The utility model has the technical effects and advantages that:

the movable calibration fixture is used for adjusting the clamping interval between the movable calibration fixture and the fixed calibration fixture by sliding on the fixed calibration fixture so as to clamp and position lenses with different sizes; each lens is clamped and positioned through the fixed calibration clamp and the movable calibration clamp, the purpose of plastic lens posture adjustment is achieved, the uniformity of lens positions is maintained, a foundation is laid for subsequent automatic insertion and extraction of optical fibers into the lenses, and phenomena that optical fibers are not inserted in place, the optical fibers are inclined, the plastic lenses are broken, and limiting pins of the plastic lenses are broken in the optical fiber insertion and extraction process due to uncertainty of the positions of the plastic lenses are avoided.

Drawings

Fig. 1 is a schematic structural diagram of a lens posture adjustment mechanism according to an embodiment of the present utility model;

FIG. 2 is a rear view provided by an embodiment of the present utility model;

FIG. 3 is a bottom view provided by an embodiment of the present utility model;

fig. 4 is a schematic structural diagram of a first embodiment of the present utility model.

In the figure:

1. a lens; 2. calibrating a clamp base; 3. a left limiting member; 4. a rear limiting member; 5. a right limiting piece; 6. a slipway cylinder; 7. and the cylinder limiting assembly.

Detailed Description

The utility model will be described in further detail with reference to the drawings and the detailed description. The embodiments of the utility model have been presented for purposes of illustration and description, and are not intended to be exhaustive or limited to the utility model in the form disclosed. Many modifications and variations will be apparent to those of ordinary skill in the art. The embodiments were chosen and described in order to best explain the principles of the utility model and the practical application, and to enable others of ordinary skill in the art to understand the utility model for various embodiments with various modifications as are suited to the particular use contemplated.

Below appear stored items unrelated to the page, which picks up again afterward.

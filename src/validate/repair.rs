//! One-click repairs for the problems reported by [`detect`](super::detect).
//!
//! Each repair is idempotent: a second call right after the first changes nothing.

use log::debug;

use crate::model::{Attributes, ConceptGraph, EdgeId, GraphResult};

use super::problems::parallel_buckets;

/// Separator placed between labels folded into a surviving edge.
pub const LABEL_SEPARATOR: &str = " | ";

#[derive(Clone, Debug, Default, PartialEq, Eq)]
pub struct MergeReport {
	pub groups: usize,
	pub removed: usize,
}

/// Collapse every group of parallel edges into its first edge.
///
/// The survivor keeps its own attributes; its label becomes the de-duplicated,
/// first-seen union of the group's non-empty labels.
pub fn merge_parallel(graph: &mut ConceptGraph) -> GraphResult<MergeReport> {
	let groups: Vec<Vec<EdgeId>> = parallel_buckets(graph)
		.into_values()
		.filter(|ids| ids.len() > 1)
		.map(|ids| ids.into_iter().cloned().collect())
		.collect();

	let mut report = MergeReport::default();
	for ids in groups {
		let mut labels: Vec<String> = Vec::new();
		for id in &ids {
			if let Some(edge) = graph.edge(id) {
				let label = &edge.label;
				if !label.trim().is_empty() && !labels.contains(label) {
					labels.push(label.clone());
				}
			}
		}
		let Some((survivor, rest)) = ids.split_first() else {
			continue;
		};
		graph.set_label(survivor, labels.join(LABEL_SEPARATOR))?;
		report.removed += graph.remove_edges(rest);
		report.groups += 1;
	}

	debug!(
		"merged {} parallel groups, removed {} edges",
		report.groups, report.removed
	);
	Ok(report)
}

/// Connect every component to the first one with a single unlabeled edge.
///
/// The new edges carry no meaning beyond making the map connected. Returns the
/// ids of the added edges, one per component after the first.
pub fn bridge_components(graph: &mut ConceptGraph) -> GraphResult<Vec<EdgeId>> {
	let components = graph.components();
	let Some((anchor, others)) = components.split_first() else {
		return Ok(Vec::new());
	};
	let Some(anchor_node) = anchor.first() else {
		return Ok(Vec::new());
	};

	let mut added = Vec::with_capacity(others.len());
	for component in others {
		if let Some(first) = component.first() {
			added.push(graph.add_edge(anchor_node, first, "", Attributes::new())?);
		}
	}

	debug!("bridged {} components from {anchor_node}", added.len());
	Ok(added)
}

/// Remove every edge whose source equals its target. Returns how many were removed.
pub fn drop_self_loops(graph: &mut ConceptGraph) -> usize {
	let loops: Vec<EdgeId> = graph
		.edges()
		.filter(|e| e.is_self_loop())
		.map(|e| e.id.clone())
		.collect();
	let removed = graph.remove_edges(&loops);
	debug!("dropped {removed} self-loops");
	removed
}

#[cfg(test)]
mod tests {
	use serde_json::json;

	use super::*;
	use crate::model::{Edge, Node};
	use crate::validate::{ProblemKind, detect};

	fn graph(nodes: &[&str], edges: &[(&str, &str, &str)]) -> ConceptGraph {
		let mut g = ConceptGraph::new();
		for id in nodes {
			g.add_node(Node::new(*id, *id)).unwrap();
		}
		for (i, (s, t, label)) in edges.iter().enumerate() {
			g.insert_edge(Edge::new(format!("e{i}"), *s, *t, *label))
				.unwrap();
		}
		g
	}

	fn count(g: &ConceptGraph, kind: ProblemKind) -> usize {
		detect(g).iter().filter(|p| p.kind == kind).count()
	}

	#[test]
	fn merge_folds_labels_into_first_edge() {
		let mut g = graph(
			&["A", "B", "C"],
			&[
				("A", "B", "leads to"),
				("A", "B", "also relates to"),
				("B", "C", "causes"),
			],
		);
		let report = merge_parallel(&mut g).unwrap();
		assert_eq!(report, MergeReport { groups: 1, removed: 1 });

		let ab: Vec<_> = g
			.edges()
			.filter(|e| e.source == "A" && e.target == "B")
			.collect();
		assert_eq!(ab.len(), 1);
		assert_eq!(ab[0].id, "e0");
		assert_eq!(ab[0].label, "leads to | also relates to");
		assert_eq!(count(&g, ProblemKind::Parallel), 0);
	}

	#[test]
	fn merge_dedupes_skips_empty_and_keeps_survivor_style() {
		let mut g = graph(
			&["A", "B"],
			&[("A", "B", ""), ("A", "B", "x"), ("A", "B", "x"), ("A", "B", "y")],
		);
		g.set_attr("e0", "line-color", json!("#123456")).unwrap();
		g.set_attr("e1", "line-color", json!("#ffffff")).unwrap();
		merge_parallel(&mut g).unwrap();

		assert_eq!(g.edge_count(), 1);
		let survivor = g.edge("e0").unwrap();
		assert_eq!(survivor.label, "x | y");
		assert_eq!(survivor.attr_str("line-color"), Some("#123456"));
	}

	#[test]
	fn merge_keeps_label_text_verbatim() {
		let mut g = graph(&["A", "B"], &[("A", "B", "x "), ("A", "B", "x"), ("A", "B", "  ")]);
		merge_parallel(&mut g).unwrap();
		assert_eq!(g.edge_count(), 1);
		assert_eq!(g.edge("e0").unwrap().label, "x  | x");
	}

	#[test]
	fn merge_is_idempotent() {
		let mut g = graph(&["A", "B"], &[("A", "B", "a"), ("A", "B", "b"), ("B", "A", "c")]);
		merge_parallel(&mut g).unwrap();
		let edges: Vec<_> = g.edges().cloned().collect();
		assert_eq!(merge_parallel(&mut g).unwrap(), MergeReport::default());
		assert_eq!(g.edges().cloned().collect::<Vec<_>>(), edges);
	}

	#[test]
	fn bridge_adds_one_edge_per_extra_component() {
		let mut g = graph(&["A", "B", "C", "D", "E"], &[("A", "B", ""), ("C", "D", "")]);
		let added = bridge_components(&mut g).unwrap();
		assert_eq!(added.len(), 2);
		for id in &added {
			let edge = g.edge(id).unwrap();
			assert_eq!(edge.source, "A");
			assert!(edge.label.is_empty());
			assert!(edge.attrs.is_empty());
		}
		let targets: Vec<_> = added.iter().map(|id| g.edge(id).unwrap().target.as_str()).collect();
		assert_eq!(targets, ["C", "E"]);
		assert_eq!(count(&g, ProblemKind::Components), 0);
		assert!(bridge_components(&mut g).unwrap().is_empty());
	}

	#[test]
	fn bridge_is_noop_on_connected_or_empty_graph() {
		let mut g = graph(&["A", "B"], &[("A", "B", "")]);
		assert!(bridge_components(&mut g).unwrap().is_empty());
		assert_eq!(g.edge_count(), 1);
		assert!(bridge_components(&mut ConceptGraph::new()).unwrap().is_empty());
	}

	#[test]
	fn drop_self_loops_removes_only_loops() {
		let mut g = graph(&["A", "B"], &[("A", "A", ""), ("A", "B", ""), ("B", "B", "")]);
		assert_eq!(drop_self_loops(&mut g), 2);
		assert_eq!(g.edges().map(|e| e.id.as_str()).collect::<Vec<_>>(), ["e1"]);
		assert_eq!(drop_self_loops(&mut g), 0);
		assert_eq!(count(&g, ProblemKind::SelfLoop), 0);
	}
}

Referring to fig. 1-4, in this embodiment, a lens posture adjustment mechanism is provided, which includes: the device comprises a fixed calibration fixture and a movable calibration fixture, wherein the fixed calibration fixture is fixedly installed with an external frame; the movable calibration fixture adjusts the clamping interval between the movable calibration fixture and the fixed calibration fixture by sliding on the fixed calibration fixture so as to clamp and position lenses 1 with different sizes; each lens 1 is clamped and positioned through a fixed calibration clamp and a movable calibration clamp, the purpose of setting the posture of the plastic lens 1 is achieved, the uniformity of the positions of the lenses 1 is maintained, a foundation is laid for the subsequent automatic insertion and extraction of the optical fibers into the lenses, and the phenomena that the optical fibers are not inserted in place, the plastic lens 1 is askew at the top of the optical fibers, the limiting pins of the plastic lens are broken at the top of the optical fibers and the like in the optical fiber insertion and extraction process due to the uncertainty of the positions of the plastic lens 1 are avoided; in this embodiment, the movable calibration jig is driven by the slide cylinder 6 to perform linear reciprocation on the fixed calibration jig.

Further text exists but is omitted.